メンソールタバコは、毎年米国で販売される紙巻きタバコ全体の3分の1超を占めており、従来はアフリカ系米国人に向けた売り込みがさかんにおこなわれてきた。米食品医薬品局(FDA)は、メンソールタバコが禁止されるようになれば、9万2000~23万8000人のアフリカ系米国人の命を救えるだろうと明言している。

FDAは、メンソールタバコだけでなく、すべてのフレーバータバコの米国内での販売を禁止しようとしている。「ウォール・ストリート・ジャーナル」によれば、2020年の米国では、アフリカ系の喫煙者の81%、ヒスパニック系の喫煙者の51%がメンソールタバコを吸っていた。それに対して、白人の喫煙者では、その割合は30%だ。

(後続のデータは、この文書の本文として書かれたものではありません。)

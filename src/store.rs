//! Durable key-value persistence for the drawn map.
//!
//! One fixed key, one value: the whole drawing layer as a base64 PNG data
//! URI. Reads happen once at editor start-up, writes after every completed
//! mutation, removal on clear. Durability is best-effort — the in-memory
//! buffer is the source of truth and a failed write must never interrupt a
//! gesture.

use std::collections::HashMap;
use std::fs;
use std::io::ErrorKind;
use std::path::PathBuf;

use base64::Engine;

use crate::canvas::MapCanvas;
use crate::platform;

/// Storage key of the persisted map record.
pub const MAP_RECORD_KEY: &str = "dungeon-map-drawing-data";

const DATA_URI_PREFIX: &str = "data:image/png;base64,";

// ============================================================================
// RECORD CODEC
// ============================================================================

/// Encode a canvas as a `data:image/png;base64,…` record.
pub fn encode_record(canvas: &MapCanvas) -> Result<String, String> {
    let png = canvas.to_png_bytes()?;
    Ok(format!(
        "{}{}",
        DATA_URI_PREFIX,
        base64::engine::general_purpose::STANDARD.encode(&png)
    ))
}

/// Decode a persisted record back into a canvas.
///
/// Accepts the data-URI form written by [`encode_record`] and, leniently,
/// bare base64 PNG payloads.
pub fn decode_record(record: &str) -> Result<MapCanvas, String> {
    let payload = record.strip_prefix(DATA_URI_PREFIX).unwrap_or(record);
    let png = base64::engine::general_purpose::STANDARD
        .decode(payload.trim())
        .map_err(|e| format!("map record is not valid base64: {}", e))?;
    MapCanvas::from_png_bytes(&png)
}

// ============================================================================
// STORE TRAIT + IMPLEMENTATIONS
// ============================================================================

/// Durable key-value store the editor persists through.
pub trait MapStore {
    /// Fetch a value; `Ok(None)` when the key is absent.
    fn get(&self, key: &str) -> Result<Option<String>, String>;
    fn set(&mut self, key: &str, value: &str) -> Result<(), String>;
    /// Removing an absent key is not an error.
    fn remove(&mut self, key: &str) -> Result<(), String>;
}

/// File-backed store: one file per key under a store directory.
///
/// Default location is `<OS data dir>/Mapquill/store`; the CLI and tests can
/// point it elsewhere.
pub struct FileStore {
    dir: PathBuf,
}

impl FileStore {
    pub fn new() -> Self {
        Self::with_dir(platform::data_dir().join("Mapquill").join("store"))
    }

    pub fn with_dir(dir: PathBuf) -> Self {
        Self { dir }
    }

    pub fn dir(&self) -> &PathBuf {
        &self.dir
    }

    fn key_path(&self, key: &str) -> PathBuf {
        // Keys are fixed strings chosen by this crate, but sanitize anyway so
        // a hostile key can't escape the store directory.
        let safe: String = key
            .chars()
            .map(|c| {
                if c.is_ascii_alphanumeric() || c == '-' || c == '_' {
                    c
                } else {
                    '_'
                }
            })
            .collect();
        self.dir.join(format!("{}.dat", safe))
    }
}

impl Default for FileStore {
    fn default() -> Self {
        Self::new()
    }
}

impl MapStore for FileStore {
    fn get(&self, key: &str) -> Result<Option<String>, String> {
        match fs::read_to_string(self.key_path(key)) {
            Ok(value) => Ok(Some(value)),
            Err(e) if e.kind() == ErrorKind::NotFound => Ok(None),
            Err(e) => Err(format!("store read failed for '{}': {}", key, e)),
        }
    }

    fn set(&mut self, key: &str, value: &str) -> Result<(), String> {
        fs::create_dir_all(&self.dir)
            .map_err(|e| format!("store dir {:?} unavailable: {}", self.dir, e))?;
        fs::write(self.key_path(key), value)
            .map_err(|e| format!("store write failed for '{}': {}", key, e))
    }

    fn remove(&mut self, key: &str) -> Result<(), String> {
        match fs::remove_file(self.key_path(key)) {
            Ok(()) => Ok(()),
            Err(e) if e.kind() == ErrorKind::NotFound => Ok(()),
            Err(e) => Err(format!("store remove failed for '{}': {}", key, e)),
        }
    }
}

/// In-memory store for tests and headless experiments.
#[derive(Default)]
pub struct MemoryStore {
    values: HashMap<String, String>,
}

impl MemoryStore {
    pub fn new() -> Self {
        Self::default()
    }
}

impl MapStore for MemoryStore {
    fn get(&self, key: &str) -> Result<Option<String>, String> {
        Ok(self.values.get(key).cloned())
    }

    fn set(&mut self, key: &str, value: &str) -> Result<(), String> {
        self.values.insert(key.to_string(), value.to_string());
        Ok(())
    }

    fn remove(&mut self, key: &str) -> Result<(), String> {
        self.values.remove(key);
        Ok(())
    }
}
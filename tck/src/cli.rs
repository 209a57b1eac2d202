//! # CLI Interface
//!
//! Command-line arguments for `hiero-tck`. Every flag can also come from the
//! environment, which is how the conformance harness usually configures it.

use clap::Parser;

/// JSON-RPC control server for the Hiero SDK conformance suites.
///
/// Listens for JSON-RPC 2.0 requests on `POST /` and drives the SDK on the
/// harness's behalf: one client per session, one transaction per call.
#[derive(Parser, Debug)]
#[command(name = "hiero-tck", about = "Hiero SDK TCK server", version)]
pub struct TckCli {
    /// Interface to bind.
    #[arg(long, env = "TCK_HOST", default_value = "localhost")]
    pub host: String,

    /// Port to listen on.
    #[arg(long, env = "TCK_PORT", default_value_t = 8544)]
    pub port: u16,

    /// Log output format: `pretty` or `json`.
    #[arg(long, env = "TCK_LOG_FORMAT", default_value = "pretty")]
    pub log_format: String,
}

impl TckCli {
    pub fn bind_address(&self) -> String {
        format!("{}:{}", self.host, self.port)
    }
}

#[cfg(test)]
mod tests {
    use super::*;
    use clap::CommandFactory;

    #[test]
    fn verify_cli_structure() {
        TckCli::command().debug_assert();
    }

    #[test]
    fn flags_override_defaults() {
        let cli = TckCli::parse_from(["hiero-tck", "--host", "0.0.0.0", "--port", "9000"]);
        assert_eq!(cli.bind_address(), "0.0.0.0:9000");
    }
}
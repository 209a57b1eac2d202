//! Exponential backoff between retries.
//!
//! The wait before the k-th retry (1-indexed) is
//! `min(min_backoff * 2^(k-1), max_backoff)`: the first retry waits
//! `min_backoff`, each later one doubles until it hits the ceiling and stays
//! there. No jitter; the node rotation already spreads the load.

use std::time::Duration;

/// A pure attempt-index to wait-duration policy.
#[derive(Debug, Clone, Copy, PartialEq, Eq)]
pub struct Backoff {
    min: Duration,
    max: Duration,
}

impl Backoff {
    /// `max` below `min` is raised to `min`.
    pub fn new(min: Duration, max: Duration) -> Self {
        Self { min, max: max.max(min) }
    }

    /// Wait before retry number `retry` (1-indexed). Retry 0 waits nothing.
    pub fn delay(&self, retry: u32) -> Duration {
        if retry == 0 {
            return Duration::ZERO;
        }
        1u32.checked_shl(retry - 1)
            .and_then(|factor| self.min.checked_mul(factor))
            .map_or(self.max, |delay| delay.min(self.max))
    }

    /// The waits before retries 1, 2, 3, ...
    pub fn delays(self) -> impl Iterator<Item = Duration> {
        (1..).map(move |retry| self.delay(retry))
    }
}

FDAは2013年に、メンソールタバコは通常のタバコよりもやめるのが難しく、健康上のリスクが大きくなる可能性があるとの見解を示していた。米国では、喫煙関連死が毎年48万人を超える。また、喫煙に関係した疾患で死亡するアフリカ系米国人は、毎年4万5000人前後にのぼる。

金儲けへの依存


メンソールの香りがついたニコチンへの依存はさておき、金儲けへの依存は、それよりもさらにやめるのが難しい。たとえば、ロンドンに本社を置くタバコ製造・販売会社、ブリティッシュ・アメリカン・タバコ(BAT) は、2017年に500億ドル近くを費やしてレイノルズ・アメリカンを買収した。同社は、米国トップのメンソールタバコ・ブランド「ニューポート」を製造する会社だ。モルガン・スタンレーによれば、メンソールタバコは、BTAの米国における全利益のおよそ30%を占めているという。

BATの株価は、過去1年で8.7%上昇しているが、メンソールタバコの販売をやめれば、そうした企業の収益は大きな打撃を受けることになるだろう。

メンソールタバコの喫煙者は、平均よりも若い傾向があり、したがって一生における喫煙期間が長くなる可能性がある、とウォール・ストリート・ジャーナルは報道している。10代の若者は、ニコチン依存症になるリスクにさらされている。「タバコ・フリー・キッズ」の報告によれば、2019年には、アフリカ系米国人で3.2%、白人で9.9%、ヒスパニック系で7.2%の高校生が喫煙していた。

咳どめシロップのような香りのついたメンソールタバコは、マイノリティのティーンエイジャーに人気があり、通常は比較的吸いやすく、やめるのが難しいと「全米アフリカ系米国人タバコ防止ネットワーク(National African-American Tobaccom Prevention Network:NAATPN) 」は指摘している。

メンソールタバコの禁止は、メンソール電子タバコには適用されないものと見られる。また、少なくとも2年間は発効せず、さらに先になる可能性もある。FDAは、早ければ2023年にも最終的な規制案を発表する。